Patrick James Garland
Flight Lieutenant · 49602 · United Kingdom
- Died
- 1 January 1945, aged 36
- Fate
- Killed in action
Biography
Patrick James Garland was the eldest of four brothers, all of whom joined the Royal Air Force and all of whom died in its service. The family came from Ballinacor in County Wicklow, Ireland; their father was Dr Patrick Joseph Garland, CMG. Born in 1908, Patrick was by 1945 a Flight Lieutenant and a married man, the husband of Mary Elizabeth Garland of East Finchley in Middlesex.

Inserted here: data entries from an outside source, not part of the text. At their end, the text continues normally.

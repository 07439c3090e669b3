//! Generation error types.

use std::time::Duration;

/// Errors that can occur while asking the model for text.
#[derive(Debug, thiserror::Error)]
pub enum GenerationError {
    /// The request never produced an HTTP response (connect, TLS, read).
    #[error("request failed: {0}")]
    Request(String),

    /// The provider answered with a non-success status.
    #[error("API HTTP {status}: {body}")]
    Http {
        /// HTTP status code.
        status: u16,
        /// Raw response body.
        body: String,
    },

    /// The provider returned a structured error payload.
    #[error("API error: {0}")]
    Api(String),

    /// The response envelope could not be decoded.
    #[error("failed to parse response: {0}")]
    Decode(String),

    /// The response carried no text content.
    #[error("empty LLM response")]
    EmptyResponse,

    /// The attempt did not finish in time.
    #[error("timed out after {0:?}")]
    Timeout(Duration),
}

He flew with No. 2 Squadron, a fighter-reconnaissance unit of the Second Tactical Air Force operating Spitfires over the advancing Allied front in north-west Europe. On 1 January 1945 he was killed flying Spitfire RM803, lost from the squadron’s base at Gilze-Rijen in the recently liberated southern Netherlands. He was 36 years old, the last of the four brothers to fall, and was buried at Bergen-op-Zoom War Cemetery.
The most famous of the brothers was Flying Officer Donald Edward Garland, who had been killed nearly five years earlier, on 12 May 1940, leading a low-level attack by Fairey Battles of No. 12 Squadron against the bridges over the Albert Canal at Veldwezelt in Belgium. For pressing home that attack through intense fire he was awarded a posthumous Victoria Cross. The two remaining brothers also died on active service — Pilot Officer Desmond William Garland in Belgium on 5 June 1942, and Flight Lieutenant John Cuthbert Garland on 28 February 1943 — a loss of four sons from one family that stands among the most severe borne by any household in the war.
Sources: This page was compiled from publicly available historical sources, including CWGC — Flight Lieutenant Patrick James Garland, 2 Sqn RAF, RAF Commands War Dead database — Flight Lieutenant P J Garland (49602) and Wikipedia: Donald Garland. The text is original and has been written from factual source material; no source text has been copied unless specifically quoted and attributed.
Burial / commemoration
- Cemetery
- Bergen-op-zoom War Cemetery, Netherlands
Operations on this date. One raid in this archive was flown on the night of 1 January 1945: Dortmund–ems Canal. (Cross-reference by date — not in itself confirmation this airman flew it.)